── Data ──

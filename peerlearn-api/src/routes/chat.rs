/// Direct messaging endpoints
///
/// # Endpoints
///
/// - `GET /v1/chat/conversations` - Caller's conversations with unread counts
/// - `POST /v1/chat/conversations` - Open (get or create) a conversation
/// - `GET /v1/chat/conversations/:id/messages` - Oldest first, paginated
/// - `POST /v1/chat/conversations/:id/messages` - Send; pushes a realtime
///   event and a `message` notification to the other participant
/// - `POST /v1/chat/conversations/:id/read` - Mark incoming messages read

use crate::{
    app::AppState,
    error::{ApiError, ApiResult},
    routes::Pagination,
};
use axum::{
    extract::{Path, Query, State},
    http::StatusCode,
    Extension, Json,
};
use peerlearn_shared::{
    auth::middleware::AuthContext,
    models::{
        chat::{ChatMessage, Conversation, ConversationSummary},
        notification::{CreateNotification, NotificationKind},
        profile::Profile,
    },
    notify,
    realtime::RealtimePayload,
};
use serde::{Deserialize, Serialize};
use sqlx::PgPool;
use tracing::debug;
use uuid::Uuid;
use validator::Validate;

/// Characters of a message repeated in its notification body
const PREVIEW_CHARS: usize = 120;

#[derive(Debug, Deserialize)]
pub struct OpenConversationRequest {
    pub user_id: Uuid,
}

#[derive(Debug, Deserialize, Validate)]
pub struct SendMessageRequest {
    #[validate(length(min = 1, max = 5000, message = "Message must be 1-5000 characters"))]
    pub body: String,
}

#[derive(Debug, Serialize)]
pub struct MarkReadResponse {
    pub marked: u64,
}

/// Loads a conversation the caller takes part in; otherwise 404
async fn load_conversation(pool: &PgPool, id: Uuid, user_id: Uuid) -> ApiResult<Conversation> {
    Conversation::find_by_id(pool, id)
        .await?
        .filter(|c| c.has_participant(user_id))
        .ok_or_else(|| ApiError::NotFound("Conversation not found".to_string()))
}

fn preview(body: &str) -> String {
    let mut chars = body.chars();
    let head: String = chars.by_ref().take(PREVIEW_CHARS).collect();
    if chars.next().is_some() {
        format!("{}…", head)
    } else {
        head
    }
}

pub async fn list_conversations(
    State(state): State<AppState>,
    Extension(auth): Extension<AuthContext>,
) -> ApiResult<Json<Vec<ConversationSummary>>> {
    Ok(Json(
        Conversation::list_for_user(&state.db, auth.user_id).await?,
    ))
}

pub async fn open_conversation(
    State(state): State<AppState>,
    Extension(auth): Extension<AuthContext>,
    Json(req): Json<OpenConversationRequest>,
) -> ApiResult<Json<Conversation>> {
    if req.user_id == auth.user_id {
        return Err(ApiError::BadRequest(
            "Cannot start a conversation with yourself".to_string(),
        ));
    }

    match Profile::find_by_id(&state.db, req.user_id).await? {
        Some(profile) if profile.is_active => {}
        _ => return Err(ApiError::NotFound("User not found".to_string())),
    }

    let conversation = Conversation::get_or_create(&state.db, auth.user_id, req.user_id).await?;
    Ok(Json(conversation))
}

pub async fn list_messages(
    State(state): State<AppState>,
    Extension(auth): Extension<AuthContext>,
    Path(id): Path<Uuid>,
    Query(page): Query<Pagination>,
) -> ApiResult<Json<Vec<ChatMessage>>> {
    load_conversation(&state.db, id, auth.user_id).await?;

    Ok(Json(
        ChatMessage::list(&state.db, id, page.limit(), page.offset()).await?,
    ))
}

pub async fn send_message(
    State(state): State<AppState>,
    Extension(auth): Extension<AuthContext>,
    Path(id): Path<Uuid>,
    Json(req): Json<SendMessageRequest>,
) -> ApiResult<(StatusCode, Json<ChatMessage>)> {
    req.validate()?;
    if req.body.trim().is_empty() {
        return Err(ApiError::invalid_field("body", "Message cannot be blank"));
    }

    let conversation = load_conversation(&state.db, id, auth.user_id).await?;
    let recipient = conversation.other_participant(auth.user_id);

    let mut tx = state.db.begin().await?;
    let message = ChatMessage::insert(&mut *tx, id, auth.user_id, &req.body).await?;
    Conversation::touch(&mut *tx, id).await?;
    tx.commit().await?;

    let delivered = state
        .hub
        .publish(recipient, RealtimePayload::ChatMessage(message.clone()));
    debug!(conversation_id = %id, delivered, "Chat message published");

    let sender_name = Profile::find_by_id(&state.db, auth.user_id)
        .await?
        .map(|p| p.full_name)
        .unwrap_or_else(|| "Someone".to_string());

    notify::notify_logged(
        &state.db,
        &state.hub,
        CreateNotification::new(
            recipient,
            NotificationKind::Message,
            format!("New message from {}", sender_name),
        )
        .with_body(preview(&message.body))
        .with_link(format!("/chat/{}", id)),
    )
    .await;

    Ok((StatusCode::CREATED, Json(message)))
}

pub async fn mark_read(
    State(state): State<AppState>,
    Extension(auth): Extension<AuthContext>,
    Path(id): Path<Uuid>,
) -> ApiResult<Json<MarkReadResponse>> {
    load_conversation(&state.db, id, auth.user_id).await?;
    let marked = Conversation::mark_read(&state.db, id, auth.user_id).await?;
    Ok(Json(MarkReadResponse { marked }))
}

#[cfg(test)]
mod tests {
    use super::*;

    #[test]
    fn test_preview_truncates_long_messages() {
        assert_eq!(preview("hi"), "hi");

        let long = "é".repeat(PREVIEW_CHARS + 5);
        let short = preview(&long);
        assert_eq!(short.chars().count(), PREVIEW_CHARS + 1);
        assert!(short.ends_with('…'));
    }

    #[test]
    fn test_empty_message_rejected() {
        let req = SendMessageRequest {
            body: String::new(),
        };
        assert!(req.validate().is_err());
    }
}
/// To-do endpoints, scoped to the caller

use crate::{
    app::AppState,
    error::{ApiError, ApiResult},
    routes::double_option,
};
use axum::{
    extract::{Path, State},
    http::StatusCode,
    Extension, Json,
};
use chrono::{DateTime, Utc};
use peerlearn_shared::{
    auth::middleware::AuthContext,
    models::todo::{Todo, UpdateTodo},
};
use serde::Deserialize;
use uuid::Uuid;
use validator::Validate;

#[derive(Debug, Deserialize, Validate)]
pub struct CreateTodoRequest {
    #[validate(length(min = 1, max = 300, message = "Title must be 1-300 characters"))]
    pub title: String,

    pub due_at: Option<DateTime<Utc>>,
}

#[derive(Debug, Deserialize, Validate)]
pub struct UpdateTodoRequest {
    #[validate(length(min = 1, max = 300, message = "Title must be 1-300 characters"))]
    pub title: Option<String>,

    #[serde(default, deserialize_with = "double_option")]
    pub due_at: Option<Option<DateTime<Utc>>>,

    pub is_completed: Option<bool>,
}

fn not_found() -> ApiError {
    ApiError::NotFound("Todo not found".to_string())
}

pub async fn list_todos(
    State(state): State<AppState>,
    Extension(auth): Extension<AuthContext>,
) -> ApiResult<Json<Vec<Todo>>> {
    Ok(Json(Todo::list(&state.db, auth.user_id).await?))
}

pub async fn create_todo(
    State(state): State<AppState>,
    Extension(auth): Extension<AuthContext>,
    Json(req): Json<CreateTodoRequest>,
) -> ApiResult<(StatusCode, Json<Todo>)> {
    req.validate()?;
    let todo = Todo::create(&state.db, auth.user_id, req.title.trim(), req.due_at).await?;
    Ok((StatusCode::CREATED, Json(todo)))
}

pub async fn update_todo(
    State(state): State<AppState>,
    Extension(auth): Extension<AuthContext>,
    Path(id): Path<Uuid>,
    Json(req): Json<UpdateTodoRequest>,
) -> ApiResult<Json<Todo>> {
    req.validate()?;

    Todo::update(
        &state.db,
        id,
        auth.user_id,
        UpdateTodo {
            title: req.title.map(|t| t.trim().to_string()),
            due_at: req.due_at,
            is_completed: req.is_completed,
        },
    )
    .await?
    .map(Json)
    .ok_or_else(not_found)
}

pub async fn toggle_todo(
    State(state): State<AppState>,
    Extension(auth): Extension<AuthContext>,
    Path(id): Path<Uuid>,
) -> ApiResult<Json<Todo>> {
    Todo::toggle(&state.db, id, auth.user_id)
        .await?
        .map(Json)
        .ok_or_else(not_found)
}

pub async fn delete_todo(
    State(state): State<AppState>,
    Extension(auth): Extension<AuthContext>,
    Path(id): Path<Uuid>,
) -> ApiResult<StatusCode> {
    if !Todo::delete(&state.db, id, auth.user_id).await? {
        return Err(not_found());
    }
    Ok(StatusCode::NO_CONTENT)
}

#[cfg(test)]
mod tests {
    use super::*;

    #[test]
    fn test_blank_title_rejected() {
        let req = CreateTodoRequest {
            title: String::new(),
            due_at: None,
        };
        assert!(req.validate().is_err());
    }

    #[test]
    fn test_update_clears_due_date() {
        let req: UpdateTodoRequest = serde_json::from_str(r#"{"due_at": null}"#).unwrap();
        assert_eq!(req.due_at, Some(None));
        assert_eq!(req.is_completed, None);
    }
}
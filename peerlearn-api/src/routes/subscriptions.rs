/// Subscription endpoints
///
/// - `POST /v1/subjects/:id/subscribe` - Pay one period with points
/// - `GET /v1/subscriptions` - Caller's subscriptions with `is_active`
///
/// Paying when already subscribed extends the current period.

use crate::{app::AppState, error::ApiResult};
use axum::{
    extract::{Path, State},
    http::StatusCode,
    Extension, Json,
};
use peerlearn_shared::{
    auth::middleware::AuthContext,
    billing::{self, SubscriptionReceipt},
    models::subscription::{Subscription, SubscriptionView},
};
use uuid::Uuid;

/// Subscribe to a subject
///
/// # Errors
///
/// - `400 Bad Request`: Own subject, unapproved subject or no price set
/// - `404 Not Found`: Unknown subject
/// - `409 Conflict` (`insufficient_points`): Balance below the price
pub async fn subscribe(
    State(state): State<AppState>,
    Extension(auth): Extension<AuthContext>,
    Path(subject_id): Path<Uuid>,
) -> ApiResult<(StatusCode, Json<SubscriptionReceipt>)> {
    let receipt = billing::subscribe(&state.db, subject_id, auth.user_id).await?;
    Ok((StatusCode::CREATED, Json(receipt)))
}

pub async fn list_my_subscriptions(
    State(state): State<AppState>,
    Extension(auth): Extension<AuthContext>,
) -> ApiResult<Json<Vec<SubscriptionView>>> {
    Ok(Json(
        Subscription::list_for_student(&state.db, auth.user_id).await?,
    ))
}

───

Exercise aim: Of the lines in the data above, some may include the word "short"; state how many, with no added words.

Task response: 3